On a more positive note, there‘s a charity auction being held on 3rd December, set up jointly by Sotheby‘s and The Distillers‘ Charity (Worshipful Company of Distillers). Over 40 lots of super-rare and exclusive whiskies and experiences are there for bidding on. Some of them real pieces of liquid history but you need deep pockets with the cheapest lot starting at £1500 right up to an estimate of £350,000 – £500,000 for the most expensive. It‘s all for the good cause of helping disadvantaged young people in Scotland and is called “The Distillers One of One”. Find out more on https://www.sothebys.com/en/digital-catalogues/the-distillers-one-of-one . A list of all the lots is available on request.

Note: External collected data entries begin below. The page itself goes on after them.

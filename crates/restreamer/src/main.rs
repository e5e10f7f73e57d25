mod cli;
mod commands;
mod config;
mod error;
mod output;

use clap::Parser;
use tracing_subscriber::EnvFilter;

use crate::cli::{Cli, Command};
use crate::error::CliError;

#[tokio::main]
async fn main() {
    let cli = Cli::parse();

    init_tracing(cli.global.verbose);

    if let Err(err) = run(cli).await {
        let code = err.exit_code();
        eprintln!("{:?}", miette::Report::new(err));
        std::process::exit(code);
    }
}

fn init_tracing(verbosity: u8) {
    let filter = match verbosity {
        0 => "warn",
        1 => "info",
        2 => "debug",
        _ => "trace",
    };

    tracing_subscriber::fmt()
        .with_env_filter(
            EnvFilter::try_from_default_env().unwrap_or_else(|_| EnvFilter::new(filter)),
        )
        .with_writer(std::io::stderr)
        .with_target(false)
        .init();
}

async fn run(cli: Cli) -> Result<(), CliError> {
    match cli.command {
        // Local-only commands never touch the daemon
        Command::Config(args) => commands::config_cmd::handle(args, &cli.global),
        Command::Services(args) => commands::services::handle(&args, &cli.global),
        Command::Multistream(args) if args.command.is_local() => {
            commands::multistream::local(&args.command, &cli.global)
        }

        Command::Completions(args) => {
            use clap::CommandFactory;
            use clap_complete::generate;

            let mut cmd = Cli::command();
            generate(args.shell, &mut cmd, "restreamer", &mut std::io::stdout());
            Ok(())
        }

        cmd => {
            let (mut client, target) = config::resolve_client(&cli.global)?;

            tracing::debug!(command = ?cmd, url = %target.url, "dispatching command");
            commands::dispatch(cmd, &mut client, &cli.global)
                .await
                .map_err(|e| e.with_context(&target.url, &target.profile))
        }
    }
}
// Single-request HTTP transport.
//
// Issues exactly one request per `send` and hands back the status code and
// the fully-read body. Retry and authentication policy live above this layer
// in the client dispatcher.

use std::path::PathBuf;
use std::time::Duration;

use bytes::Bytes;
use reqwest::header::{CONTENT_TYPE, HeaderMap};
use reqwest::{Method, StatusCode};
use serde::Serialize;
use tracing::debug;
use url::Url;

use crate::error::Error;

/// TLS verification mode.
#[derive(Debug, Clone, Default)]
pub enum TlsMode {
    /// Use the system certificate store.
    #[default]
    System,
    /// Use a custom CA certificate from the given PEM file.
    CustomCa(PathBuf),
    /// Accept any certificate (self-signed daemons on a LAN).
    DangerAcceptInvalid,
}

/// Transport configuration for building the HTTP client.
#[derive(Debug, Clone)]
pub struct TransportConfig {
    pub tls: TlsMode,
    pub timeout: Duration,
}

impl Default for TransportConfig {
    fn default() -> Self {
        Self {
            tls: TlsMode::System,
            timeout: Duration::from_secs(10),
        }
    }
}

impl TransportConfig {
    /// Build a `reqwest::Client` from this config.
    pub fn build_client(&self) -> Result<reqwest::Client, Error> {
        let mut builder = reqwest::Client::builder()
            .timeout(self.timeout)
            .user_agent(concat!("restreamer-api/", env!("CARGO_PKG_VERSION")));

        match &self.tls {
            TlsMode::System => {}
            TlsMode::CustomCa(path) => {
                let cert_pem = std::fs::read(path)
                    .map_err(|e| Error::Tls(format!("failed to read CA cert: {e}")))?;
                let cert = reqwest::Certificate::from_pem(&cert_pem)
                    .map_err(|e| Error::Tls(format!("invalid CA cert: {e}")))?;
                builder = builder.add_root_certificate(cert);
            }
            TlsMode::DangerAcceptInvalid => {
                builder = builder.danger_accept_invalid_certs(true);
            }
        }

        builder
            .build()
            .map_err(|e| Error::Tls(format!("failed to build HTTP client: {e}")))
    }
}

// ── Request / response values ────────────────────────────────────────

/// A request body: raw bytes plus the content type they are sent with.
#[derive(Debug, Clone)]
pub struct Body {
    pub content_type: &'static str,
    pub bytes: Bytes,
}

impl Body {
    /// Serialize `value` as a JSON body.
    pub fn json(value: &impl Serialize) -> Result<Self, Error> {
        let raw = serde_json::to_vec(value)
            .map_err(|e| Error::InvalidArgument(format!("failed to encode request body: {e}")))?;
        Ok(Self {
            content_type: "application/json",
            bytes: Bytes::from(raw),
        })
    }

    /// Raw binary payload. File uploads go out as `application/data`.
    pub fn binary(bytes: impl Into<Bytes>) -> Self {
        Self {
            content_type: "application/data",
            bytes: bytes.into(),
        }
    }

    /// A zero-length body (still carries a content type).
    pub fn empty() -> Self {
        Self {
            content_type: "application/json",
            bytes: Bytes::new(),
        }
    }
}

/// Status code and complete body of one answered request.
#[derive(Debug, Clone)]
pub struct TransportResponse {
    pub status: StatusCode,
    pub body: Bytes,
}

impl TransportResponse {
    /// Body as lossy UTF-8, for error messages.
    pub fn text(&self) -> String {
        String::from_utf8_lossy(&self.body).into_owned()
    }
}

// ── Transport ────────────────────────────────────────────────────────

/// Thin wrapper around `reqwest::Client` bound to one daemon base URL.
#[derive(Debug, Clone)]
pub struct HttpTransport {
    http: reqwest::Client,
    base_url: Url,
    timeout: Duration,
}

impl HttpTransport {
    pub fn new(base_url: Url, config: &TransportConfig) -> Result<Self, Error> {
        Ok(Self {
            http: config.build_client()?,
            base_url,
            timeout: config.timeout,
        })
    }

    /// Wrap a pre-built `reqwest::Client`.
    pub fn with_client(http: reqwest::Client, base_url: Url, timeout: Duration) -> Self {
        Self {
            http,
            base_url,
            timeout,
        }
    }

    pub fn base_url(&self) -> &Url {
        &self.base_url
    }

    /// Join an already-encoded absolute path (optionally with a query)
    /// onto the base URL.
    fn url(&self, path: &str) -> Result<Url, Error> {
        let base = self.base_url.as_str().trim_end_matches('/');
        Ok(Url::parse(&format!("{base}{path}"))?)
    }

    /// Send one request and read the full response body.
    ///
    /// Never retries. A response that cannot be read completely is an
    /// error rather than a truncated body.
    pub async fn send(
        &self,
        method: Method,
        path: &str,
        headers: HeaderMap,
        body: Option<Body>,
    ) -> Result<TransportResponse, Error> {
        let url = self.url(path)?;
        debug!("{method} {}", url.path());

        let mut request = self.http.request(method, url).headers(headers);
        if let Some(body) = body {
            request = request
                .header(CONTENT_TYPE, body.content_type)
                .body(body.bytes);
        }

        let resp = request.send().await.map_err(|e| self.map_error(e))?;
        let status = resp.status();
        let body = resp.bytes().await.map_err(|e| self.map_error(e))?;

        Ok(TransportResponse { status, body })
    }

    fn map_error(&self, e: reqwest::Error) -> Error {
        if e.is_timeout() {
            Error::Timeout {
                timeout_secs: self.timeout.as_secs(),
            }
        } else {
            Error::Transport(e)
        }
    }
}
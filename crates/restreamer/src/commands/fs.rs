//! Filesystem command handlers.

use tabled::Tabled;

use restreamer_api::{FsEntry, RestreamerClient};

use crate::cli::{FsArgs, FsCommand, GlobalOpts};
use crate::error::CliError;
use crate::output;

use super::util;

#[derive(Tabled)]
struct FileRow {
    #[tabled(rename = "Path")]
    path: String,
    #[tabled(rename = "Size")]
    size: String,
    #[tabled(rename = "Modified")]
    modified: String,
}

impl From<&FsEntry> for FileRow {
    fn from(f: &FsEntry) -> Self {
        let path = if f.path.is_empty() {
            f.name.clone()
        } else {
            f.path.clone()
        };
        Self {
            path: if f.is_directory { format!("{path}/") } else { path },
            size: output::bytes(f.size),
            modified: output::timestamp(f.modified),
        }
    }
}

pub async fn handle(
    client: &mut RestreamerClient,
    args: FsArgs,
    global: &GlobalOpts,
) -> Result<(), CliError> {
    match args.command {
        FsCommand::Filesystems => {
            let storages = client.list_filesystems().await?;
            output::print_output(&output::render_value(&global.output, &storages), global.quiet);
            Ok(())
        }

        FsCommand::List { storage, glob } => {
            let files = client.list_files(&storage, glob.as_deref()).await?;
            let out = output::render_list(
                &global.output,
                &files,
                |f| FileRow::from(f),
                |f| f.path.clone(),
            );
            output::print_output(&out, global.quiet);
            Ok(())
        }

        FsCommand::Download { storage, path, out } => {
            let data = client.download_file(&storage, &path).await?;
            util::write_bytes(out.as_deref(), &data)?;
            if let Some(dest) = out.filter(|_| !global.quiet) {
                eprintln!("Downloaded {storage}:{path} to {}", dest.display());
            }
            Ok(())
        }

        FsCommand::Upload {
            storage,
            path,
            file,
        } => {
            let data = std::fs::read(&file)?;
            let size = u64::try_from(data.len()).unwrap_or(u64::MAX);
            client.upload_file(&storage, &path, data).await?;
            if !global.quiet {
                eprintln!("Uploaded {} to {storage}:{path}", output::bytes(size));
            }
            Ok(())
        }

        FsCommand::Delete { storage, path } => {
            if !util::confirm(
                &format!("Delete {storage}:{path}?"),
                global.yes,
                "fs delete",
            )? {
                return Ok(());
            }
            client.delete_file(&storage, &path).await?;
            if !global.quiet {
                eprintln!("Deleted {storage}:{path}");
            }
            Ok(())
        }
    }
}
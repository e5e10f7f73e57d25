use thiserror::Error;

/// Top-level error type for the `restreamer-api` crate.
///
/// Every client operation returns `Result<_, Error>`. The client also keeps
/// the display text of the most recent failure so callers that poll for
/// errors (see [`crate::RestreamerClient::last_error`]) see the same message.
#[derive(Debug, Error)]
pub enum Error {
    // ── Authentication ──────────────────────────────────────────────
    /// Login rejected, credentials missing, or a retried request was
    /// still unauthorized.
    #[error("Authentication failed: {message}")]
    Authentication { message: String },

    /// The refresh token was rejected or the refresh response was unusable.
    #[error("Token refresh failed: {message}")]
    RefreshFailed { message: String },

    /// A previous login failed recently and the backoff window is still open.
    #[error("Login throttled -- retry after {retry_after_secs}s")]
    LoginThrottled { retry_after_secs: u64 },

    /// The session was explicitly logged out; only `login`/`force_login`
    /// leave this state.
    #[error("Session logged out -- explicit login required")]
    LoggedOut,

    // ── Transport ───────────────────────────────────────────────────
    /// HTTP transport error (connection refused, DNS failure, etc.)
    #[error("HTTP transport error: {0}")]
    Transport(#[from] reqwest::Error),

    /// URL parsing error.
    #[error("Invalid URL: {0}")]
    InvalidUrl(#[from] url::ParseError),

    /// Request timed out.
    #[error("Request timed out after {timeout_secs}s")]
    Timeout { timeout_secs: u64 },

    /// TLS setup or certificate error.
    #[error("TLS error: {0}")]
    Tls(String),

    // ── HTTP status ─────────────────────────────────────────────────
    /// The daemon answered 404 for the requested resource.
    #[error("Not found: {message}")]
    NotFound { message: String },

    /// Any other 4xx answer.
    #[error("Request rejected (HTTP {status}): {message}")]
    Client { status: u16, message: String },

    /// A 5xx answer.
    #[error("Server error (HTTP {status}): {message}")]
    Server { status: u16, message: String },

    // ── Data ────────────────────────────────────────────────────────
    /// JSON deserialization failed, with the raw body for debugging.
    #[error("Deserialization error: {message}")]
    Deserialization { message: String, body: String },

    /// Valid JSON, but a mandatory field or shape is missing.
    #[error("Unexpected response: {0}")]
    UnexpectedResponse(String),

    // ── Arguments ───────────────────────────────────────────────────
    /// Rejected before any network activity.
    #[error("Invalid argument: {0}")]
    InvalidArgument(String),
}

/// Coarse classification of an [`Error`], for callers that branch on the
/// kind of failure rather than the exact variant.
#[derive(Debug, Clone, Copy, PartialEq, Eq)]
pub enum ErrorCategory {
    Connection,
    Authentication,
    ClientStatus,
    ServerStatus,
    MalformedResponse,
    InvalidArgument,
}

impl Error {
    pub fn category(&self) -> ErrorCategory {
        match self {
            Self::Authentication { .. }
            | Self::RefreshFailed { .. }
            | Self::LoginThrottled { .. }
            | Self::LoggedOut => ErrorCategory::Authentication,
            Self::Transport(_) | Self::InvalidUrl(_) | Self::Timeout { .. } | Self::Tls(_) => {
                ErrorCategory::Connection
            }
            Self::NotFound { .. } | Self::Client { .. } => ErrorCategory::ClientStatus,
            Self::Server { .. } => ErrorCategory::ServerStatus,
            Self::Deserialization { .. } | Self::UnexpectedResponse(_) => {
                ErrorCategory::MalformedResponse
            }
            Self::InvalidArgument(_) => ErrorCategory::InvalidArgument,
        }
    }

    /// Returns `true` if this error indicates auth has expired
    /// and re-authentication might resolve it.
    pub fn is_auth_expired(&self) -> bool {
        matches!(
            self,
            Self::Authentication { .. } | Self::RefreshFailed { .. } | Self::LoggedOut
        )
    }

    /// Returns `true` if this is a transient error worth retrying.
    pub fn is_transient(&self) -> bool {
        match self {
            Self::Transport(e) => e.is_timeout() || e.is_connect(),
            Self::Timeout { .. } | Self::LoginThrottled { .. } | Self::Server { .. } => true,
            _ => false,
        }
    }

    /// Returns `true` if this is a "not found" error.
    pub fn is_not_found(&self) -> bool {
        matches!(self, Self::NotFound { .. })
    }

    /// HTTP status carried by the error, if the daemon answered at all.
    pub fn status(&self) -> Option<u16> {
        match self {
            Self::NotFound { .. } => Some(404),
            Self::Client { status, .. } | Self::Server { status, .. } => Some(*status),
            _ => None,
        }
    }
}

Let’s finish with some fine Islay produce. The third and final whisky for this time is Big Peat Christmas 2021. 52.8% abv, not chill-filtered and with no added colour
Appearance: Pale straw/lemon juice; white highlights. Tears sticky and slow but quite close together.
Nose: Plenty of peat reek; cooked barley sweetness;some light nuttiness, antiseptic; sea air; touch of wood and vanilla; slight vegetal notes. With water, softer smoke and tarmac; sea water; sweaty wool sock and cooling embers/ashes.
Palate: Medium mouthfeel; barley sweetness; smoke; toasted oak;some astringency and a bit of salt.
Finish: Long, smoky; toasted wood; dry but with residual barley sweetness.
The Big Peats have a lot of fans out there and I think this one won‘t disappoint either. It‘s available now in specialist stores. UK price is around £46 – £50.